The Iterations argument of the macro will determine how many iterations of M there are.  In my example, I used 10, so there will be M1 through M10.

 

Jim

ballardw
Super User

When you want to do essentially the same thing to multiple variables the answer is quite often ARRAY processing.

There's a lot of stuff I'm not going to reiterate from the documentation . The array Name is the variable on the Array statement. It cannot be the name of an existing variable. If you already have variables you can list them as shown.
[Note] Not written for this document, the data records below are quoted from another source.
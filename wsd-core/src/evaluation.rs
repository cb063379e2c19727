//! # Avaliação de Acurácia
//!
//! Roda o estágio sobre um corpus anotado e compara o sentido atribuído a
//! cada posição anotada com o esperado. Uma classificação conta como certa
//! se for igual ao sentido ou ao seu sinônimo.
//!
//! $$ \text{Acurácia} = \frac{\text{certos}}{\text{anotações avaliadas}} $$
//!
//! Posições sem sentido atribuído entram no total e também são contadas à
//! parte (`null_values`). Uma sentença que falha (erro do classificador,
//! posição fora da sentença) é registrada e pulada inteira.

use std::io::Read;

use serde::{Deserialize, Serialize};
use tracing::{info, warn};

use crate::corpus::TaggedSentence;
use crate::error::Result;
use crate::pipeline::Disambiguator;
use crate::token::{Token, TokenId};

/// Sentido esperado em uma posição da sentença.
#[derive(Debug, Clone, PartialEq, Serialize, Deserialize)]
pub struct ExpectedSense {
    pub position: usize,
    pub word: String,
    pub meaning: String,
    #[serde(default)]
    pub meaning_syn: String,
}

/// Sentença marcada com as anotações esperadas.
#[derive(Debug, Clone, PartialEq, Serialize, Deserialize)]
pub struct EvaluationEntry {
    pub id: String,
    pub tokens: Vec<Token>,
    pub annotations: Vec<ExpectedSense>,
}

impl From<&TaggedSentence> for EvaluationEntry {
    fn from(sentence: &TaggedSentence) -> Self {
        Self {
            id: sentence.id.to_string(),
            tokens: sentence.to_tokens(),
            annotations: sentence
                .senses
                .iter()
                .map(|(position, word, meaning, syn)| ExpectedSense {
                    position: *position,
                    word: word.to_string(),
                    meaning: meaning.to_string(),
                    meaning_syn: syn.to_string(),
                })
                .collect(),
        }
    }
}

/// Lê um corpus de avaliação em JSON (lista de [`EvaluationEntry`]).
pub fn load_entries(reader: impl Read) -> Result<Vec<EvaluationEntry>> {
    Ok(serde_json::from_reader(reader)?)
}

/// Uma classificação errada ou ausente.
#[derive(Debug, Clone, PartialEq, Serialize, Deserialize)]
pub struct Mistake {
    pub sentence: String,
    pub position: usize,
    pub expected: String,
    pub got: Option<String>,
}

#[derive(Debug, Clone, Default, PartialEq, Serialize, Deserialize)]
pub struct EvaluationReport {
    pub correct: usize,
    pub null_values: usize,
    pub total: usize,
    pub failed_sentences: Vec<String>,
    pub mistakes: Vec<Mistake>,
}

impl EvaluationReport {
    pub fn accuracy(&self) -> f64 {
        if self.total == 0 {
            return 0.0;
        }
        self.correct as f64 / self.total as f64
    }
}

/// Avalia o estágio sobre as entradas; as sentenças rodam em paralelo.
pub fn evaluate(wsd: &Disambiguator, entries: &[EvaluationEntry]) -> EvaluationReport {
    let sentences: Vec<Vec<Token>> = entries.iter().map(|e| e.tokens.clone()).collect();
    let outcomes = wsd.disambiguate_document(&sentences);

    let mut report = EvaluationReport::default();
    for (entry, outcome) in entries.iter().zip(outcomes) {
        let results = match outcome {
            Ok(results) => results,
            Err(e) => {
                warn!(sentence = %entry.id, error = %e, "exception at sentence");
                report.failed_sentences.push(entry.id.clone());
                continue;
            }
        };

        if let Some(bad) = entry.annotations.iter().find(|a| a.position >= entry.tokens.len()) {
            warn!(sentence = %entry.id, position = bad.position, "annotation outside the sentence");
            report.failed_sentences.push(entry.id.clone());
            continue;
        }

        for annotation in &entry.annotations {
            let id: TokenId = entry.tokens[annotation.position].id;
            let got = results.sense(id);
            report.total += 1;
            if got == Some(annotation.meaning.as_str()) || got == Some(annotation.meaning_syn.as_str()) {
                report.correct += 1;
                continue;
            }
            if got.is_none() {
                report.null_values += 1;
            }
            info!(
                sentence = %entry.id,
                position = annotation.position,
                expected = %annotation.meaning,
                got = got.unwrap_or("null"),
                "wrong sense"
            );
            report.mistakes.push(Mistake {
                sentence: entry.id.clone(),
                position: annotation.position,
                expected: annotation.meaning.clone(),
                got: got.map(str::to_string),
            });
        }
    }

    info!(
        correct = report.correct,
        total = report.total,
        null_values = report.null_values,
        "evaluation result: {:.4}",
        report.accuracy()
    );
    report
}
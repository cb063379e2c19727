//! # Configuração
//!
//! Arquivo JSON com as mesmas chaves do arquivo de propriedades do estágio:
//!
//! ```json
//! {
//!   "CLASSIFIER": "models/kitchen.classifier.json",
//!   "FILTER": "",
//!   "INSTANCESHEADER": "",
//!   "STORE_TOP_X": 3
//! }
//! ```
//!
//! Caminho vazio (ou ausente) usa o recurso embutido. Caminho que não
//! existe é erro de inicialização. As variáveis `WSD_CLASSIFIER`,
//! `WSD_FILTER`, `WSD_INSTANCESHEADER` e `WSD_STORE_TOP_X` sobrescrevem o
//! arquivo.

use std::fs::File;
use std::io::BufReader;
use std::path::{Path, PathBuf};
use std::sync::Arc;

use serde::{Deserialize, Serialize};
use tracing::info;

use crate::classifier::ClassifierService;
use crate::context::NeighborFilterPolicy;
use crate::error::{Result, WsdError};
use crate::gate::{NamedEntityGate, DEFAULT_WAKE_WORDS};
use crate::lexicon::{Lexicon, DEFAULT_FILTER_WORDS};
use crate::pipeline::Disambiguator;

/// Configuração do estágio de desambiguação.
#[derive(Debug, Clone, PartialEq, Serialize, Deserialize)]
#[serde(rename_all = "SCREAMING_SNAKE_CASE")]
pub struct WsdConfig {
    #[serde(default)]
    pub classifier: String,
    #[serde(default)]
    pub filter: String,
    #[serde(rename = "INSTANCESHEADER", default)]
    pub instances_header: String,
    /// Tamanho da lista `wsd-top-x`; `<= 0` desliga.
    #[serde(default = "default_store_top_x")]
    pub store_top_x: i32,
    #[serde(default)]
    pub compound_nouns: bool,
    #[serde(default)]
    pub neighbor_policy: NeighborFilterPolicy,
    #[serde(default = "default_filter_words")]
    pub filter_words: Vec<String>,
    #[serde(default = "default_wake_words")]
    pub wake_words: Vec<String>,
}

fn default_store_top_x() -> i32 {
    -1
}

fn default_filter_words() -> Vec<String> {
    DEFAULT_FILTER_WORDS.iter().map(|w| w.to_string()).collect()
}

fn default_wake_words() -> Vec<String> {
    DEFAULT_WAKE_WORDS.iter().map(|w| w.to_string()).collect()
}

impl Default for WsdConfig {
    fn default() -> Self {
        Self {
            classifier: String::new(),
            filter: String::new(),
            instances_header: String::new(),
            store_top_x: default_store_top_x(),
            compound_nouns: false,
            neighbor_policy: NeighborFilterPolicy::default(),
            filter_words: default_filter_words(),
            wake_words: default_wake_words(),
        }
    }
}

impl WsdConfig {
    /// Lê o arquivo e aplica as variáveis de ambiente.
    pub fn from_path(path: impl AsRef<Path>) -> Result<Self> {
        let path = path.as_ref();
        if !path.exists() {
            return Err(WsdError::MissingResource(path.to_path_buf()));
        }
        let mut config: Self = serde_json::from_reader(BufReader::new(File::open(path)?))?;
        config.apply_overrides(|key| std::env::var(key).ok())?;
        Ok(config)
    }

    /// Padrões mais variáveis de ambiente, sem arquivo.
    pub fn from_env() -> Result<Self> {
        let mut config = Self::default();
        config.apply_overrides(|key| std::env::var(key).ok())?;
        Ok(config)
    }

    /// Sobrescreve campos com os valores de `lookup("WSD_<CHAVE>")`.
    pub fn apply_overrides(&mut self, lookup: impl Fn(&str) -> Option<String>) -> Result<()> {
        if let Some(v) = lookup("WSD_CLASSIFIER") {
            self.classifier = v;
        }
        if let Some(v) = lookup("WSD_FILTER") {
            self.filter = v;
        }
        if let Some(v) = lookup("WSD_INSTANCESHEADER") {
            self.instances_header = v;
        }
        if let Some(v) = lookup("WSD_STORE_TOP_X") {
            self.store_top_x = v.trim().parse().map_err(|_| {
                WsdError::Initialization(format!("WSD_STORE_TOP_X is not an integer: '{v}'"))
            })?;
        }
        Ok(())
    }

    pub fn classifier_path(&self) -> Option<PathBuf> {
        resource_path(&self.classifier)
    }

    pub fn filter_path(&self) -> Option<PathBuf> {
        resource_path(&self.filter)
    }

    pub fn header_path(&self) -> Option<PathBuf> {
        resource_path(&self.instances_header)
    }

    /// Carrega os recursos e monta o estágio.
    pub fn build(&self) -> Result<Disambiguator> {
        let classifier = ClassifierService::from_paths(
            self.classifier_path().as_deref(),
            self.filter_path().as_deref(),
            self.header_path().as_deref(),
        )?;
        info!(
            store_top_x = self.store_top_x,
            compound_nouns = self.compound_nouns,
            policy = ?self.neighbor_policy,
            "estágio WSD configurado"
        );
        Ok(Disambiguator::new(Arc::new(classifier))
            .with_lexicon(Lexicon::with_filter_words(&self.filter_words))
            .with_gate(NamedEntityGate::with_wake_words(&self.wake_words))
            .with_store_top_x(self.store_top_x)
            .with_policy(self.neighbor_policy)
            .with_compound_nouns(self.compound_nouns))
    }
}

fn resource_path(value: &str) -> Option<PathBuf> {
    let value = value.trim();
    (!value.is_empty()).then(|| PathBuf::from(value))
}
//! # Corpus de Comandos de Cozinha
//!
//! Comandos falados para um robô doméstico, já marcados pelos estágios
//! anteriores (lema, POS Penn Treebank, NER). Cada sentença traz também o
//! sentido esperado dos substantivos anotados, no formato usado pela
//! avaliação de acurácia:
//!
//! | Campo      | Exemplo            |
//! |------------|--------------------|
//! | posição    | `4`                |
//! | palavra    | `"fridge"`         |
//! | sentido    | `"Refrigerator"`   |
//! | sinônimo   | `"Fridge"`         |
//!
//! Os rótulos seguem títulos de artigos da Wikipédia.

use crate::token::Token;

/// Um comando marcado com os sentidos esperados.
pub struct TaggedSentence {
    /// O texto original da transcrição.
    pub text: &'static str,
    /// Identificador curto usado nos relatórios.
    pub id: &'static str,
    /// Quádruplas (superfície, lema, POS, NER).
    pub tokens: &'static [(&'static str, &'static str, &'static str, &'static str)],
    /// Quádruplas (posição, palavra, sentido, sinônimo do sentido).
    pub senses: &'static [(usize, &'static str, &'static str, &'static str)],
}

impl TaggedSentence {
    /// Converte as quádruplas em tokens com ids sequenciais.
    pub fn to_tokens(&self) -> Vec<Token> {
        self.tokens
            .iter()
            .enumerate()
            .map(|(i, (surface, lemma, pos, ner))| Token::new(i, *surface, *lemma, *pos, *ner))
            .collect()
    }
}

/// Retorna o corpus completo.
pub fn get_corpus() -> Vec<TaggedSentence> {
    vec![
        TaggedSentence {
            text: "armar go to the fridge and take the orange juice",
            id: "kitchen-1",
            tokens: &[
                ("armar", "armar", "NN", "O"), ("go", "go", "VB", "O"), ("to", "to", "TO", "O"),
                ("the", "the", "DT", "O"), ("fridge", "fridge", "NN", "O"), ("and", "and", "CC", "O"),
                ("take", "take", "VB", "O"), ("the", "the", "DT", "O"), ("orange", "orange", "NN", "O"),
                ("juice", "juice", "NN", "O"),
            ],
            senses: &[
                (4, "fridge", "Refrigerator", "Fridge"),
                (8, "orange", "Orange (fruit)", "Orange"),
                (9, "juice", "Juice", "Orange juice"),
            ],
        },
        TaggedSentence {
            text: "Armar would you please go to the fridge and open it take out the orange juice and bring it to me",
            id: "kitchen-2",
            tokens: &[
                ("Armar", "Armar", "NNP", "O"), ("would", "would", "MD", "O"), ("you", "you", "PRP", "O"),
                ("please", "please", "VB", "O"), ("go", "go", "VB", "O"), ("to", "to", "TO", "O"),
                ("the", "the", "DT", "O"), ("fridge", "fridge", "NN", "O"), ("and", "and", "CC", "O"),
                ("open", "open", "VB", "O"), ("it", "it", "PRP", "O"), ("take", "take", "VB", "O"),
                ("out", "out", "RP", "O"), ("the", "the", "DT", "O"), ("orange", "orange", "NN", "O"),
                ("juice", "juice", "NN", "O"), ("and", "and", "CC", "O"), ("bring", "bring", "VB", "O"),
                ("it", "it", "PRP", "O"), ("to", "to", "TO", "O"), ("me", "me", "PRP", "O"),
            ],
            senses: &[
                (7, "fridge", "Refrigerator", "Fridge"),
                (14, "orange", "Orange (fruit)", "Orange"),
                (15, "juice", "Juice", "Orange juice"),
            ],
        },
        TaggedSentence {
            text: "go to the table take the green cup standing on the table and go to the fridge",
            id: "kitchen-3",
            tokens: &[
                ("go", "go", "VB", "O"), ("to", "to", "TO", "O"), ("the", "the", "DT", "O"),
                ("table", "table", "NN", "O"), ("take", "take", "VB", "O"), ("the", "the", "DT", "O"),
                ("green", "green", "JJ", "O"), ("cup", "cup", "NN", "O"), ("standing", "stand", "VBG", "O"),
                ("on", "on", "IN", "O"), ("the", "the", "DT", "O"), ("table", "table", "NN", "O"),
                ("and", "and", "CC", "O"), ("go", "go", "VB", "O"), ("to", "to", "TO", "O"),
                ("the", "the", "DT", "O"), ("fridge", "fridge", "NN", "O"),
            ],
            senses: &[
                (3, "table", "Table (furniture)", "Table"),
                (7, "cup", "Cup", "Mug"),
                (11, "table", "Table (furniture)", "Table"),
                (16, "fridge", "Refrigerator", "Fridge"),
            ],
        },
        TaggedSentence {
            text: "open the fridge door then take the water bottle out",
            id: "kitchen-4",
            tokens: &[
                ("open", "open", "VB", "O"), ("the", "the", "DT", "O"), ("fridge", "fridge", "NN", "O"),
                ("door", "door", "NN", "O"), ("then", "then", "RB", "O"), ("take", "take", "VB", "O"),
                ("the", "the", "DT", "O"), ("water", "water", "NN", "O"), ("bottle", "bottle", "NN", "O"),
                ("out", "out", "RP", "O"),
            ],
            senses: &[
                (2, "fridge", "Refrigerator", "Fridge"),
                (3, "door", "Door", "Door"),
                (7, "water", "Water", "Water"),
                (8, "bottle", "Bottle", "Bottle"),
            ],
        },
        TaggedSentence {
            text: "hello alexa please put the plate in the microwave and warm the popcorn",
            id: "kitchen-5",
            tokens: &[
                ("hello", "hello", "UH", "O"), ("alexa", "alexa", "NN", "O"), ("please", "please", "VB", "O"),
                ("put", "put", "VB", "O"), ("the", "the", "DT", "O"), ("plate", "plate", "NN", "O"),
                ("in", "in", "IN", "O"), ("the", "the", "DT", "O"), ("microwave", "microwave", "NN", "O"),
                ("and", "and", "CC", "O"), ("warm", "warm", "VB", "O"), ("the", "the", "DT", "O"),
                ("popcorn", "popcorn", "NN", "O"),
            ],
            senses: &[
                (5, "plate", "Plate (dishware)", "Plate"),
                (8, "microwave", "Microwave oven", "Microwave"),
                (12, "popcorn", "Popcorn", "Popcorn"),
            ],
        },
        TaggedSentence {
            text: "please read the table and then put the cup in the dishwasher",
            id: "kitchen-6",
            tokens: &[
                ("please", "please", "VB", "O"), ("read", "read", "VB", "O"), ("the", "the", "DT", "O"),
                ("table", "table", "NN", "O"), ("and", "and", "CC", "O"), ("then", "then", "RB", "O"),
                ("put", "put", "VB", "O"), ("the", "the", "DT", "O"), ("cup", "cup", "NN", "O"),
                ("in", "in", "IN", "O"), ("the", "the", "DT", "O"), ("dishwasher", "dishwasher", "NN", "O"),
            ],
            senses: &[
                (3, "table", "Table (information)", "Table (database)"),
                (8, "cup", "Cup", "Mug"),
                (11, "dishwasher", "Dishwasher", "Dishwasher"),
            ],
        },
        TaggedSentence {
            text: "hello armar bring me a vodka with fresh orange from the cupboard",
            id: "kitchen-7",
            tokens: &[
                ("hello", "hello", "UH", "O"), ("armar", "armar", "NN", "O"), ("bring", "bring", "VB", "O"),
                ("me", "me", "PRP", "O"), ("a", "a", "DT", "O"), ("vodka", "vodka", "NN", "O"),
                ("with", "with", "IN", "O"), ("fresh", "fresh", "JJ", "O"), ("orange", "orange", "NN", "O"),
                ("from", "from", "IN", "O"), ("the", "the", "DT", "O"), ("cupboard", "cupboard", "NN", "O"),
            ],
            senses: &[
                (5, "vodka", "Vodka", "Vodka"),
                (8, "orange", "Orange (fruit)", "Orange"),
                (11, "cupboard", "Cupboard", "Cupboard"),
            ],
        },
    ]
}

/// Textos de demonstração para a interface web: (id, texto).
pub fn demo_texts() -> Vec<(&'static str, &'static str)> {
    get_corpus().iter().map(|s| (s.id, s.text)).collect()
}
//! # Filtro de Pré-processamento
//!
//! Aplicado a cada vetor antes da classificação, reproduzindo o
//! pré-processamento usado no treino: normalização de caixa dos valores e
//! remoção de atributos que o modelo não usa.

use std::io::Read;

use serde::{Deserialize, Serialize};

use crate::error::{Result, WsdError};
use crate::features::FeatureVector;
use crate::schema::{AttributeSchema, CLASS_SLOT};

#[derive(Debug, Clone, Default, PartialEq, Eq, Serialize, Deserialize)]
pub struct InputFilter {
    /// Converte todos os valores para minúsculas (POS incluída).
    #[serde(default)]
    pub lowercase_values: bool,
    /// Atributos descartados antes da classificação.
    #[serde(default)]
    pub ignored_attributes: Vec<usize>,
}

impl InputFilter {
    pub fn from_reader(reader: impl Read) -> Result<Self> {
        Ok(serde_json::from_reader(reader)?)
    }

    /// Confere se o filtro é compatível com o header.
    pub fn validate(&self, schema: &AttributeSchema) -> Result<()> {
        for &index in &self.ignored_attributes {
            if index >= schema.len() {
                return Err(WsdError::Initialization(format!(
                    "filter ignores attribute {index}, header has {}",
                    schema.len()
                )));
            }
            if index == CLASS_SLOT {
                return Err(WsdError::Initialization(
                    "filter cannot remove the class attribute".to_string(),
                ));
            }
        }
        Ok(())
    }

    /// Devolve uma cópia filtrada do vetor.
    pub fn apply(&self, vector: &FeatureVector) -> FeatureVector {
        let mut out = vector.clone();
        for &index in &self.ignored_attributes {
            if let Some(slot) = out.slots.get_mut(index) {
                *slot = None;
            }
        }
        if self.lowercase_values {
            for value in out.slots.iter_mut().flatten() {
                *value = value.to_lowercase();
            }
        }
        out
    }
}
_temporary_ means the variables created by the array are not kept after the end of the data step. The values in () are the initial values. If you have character values there are more things to specify such as $ and length and the initial values would be in quotes. You reference the element of an array with the array name and an integer index value in parentheses. I use the [ ] as it is allowed and makes it easier to see this is an array and not some other parentheses.

It is up to you to make sure the values in the temporary array align in order for use with the other array(s).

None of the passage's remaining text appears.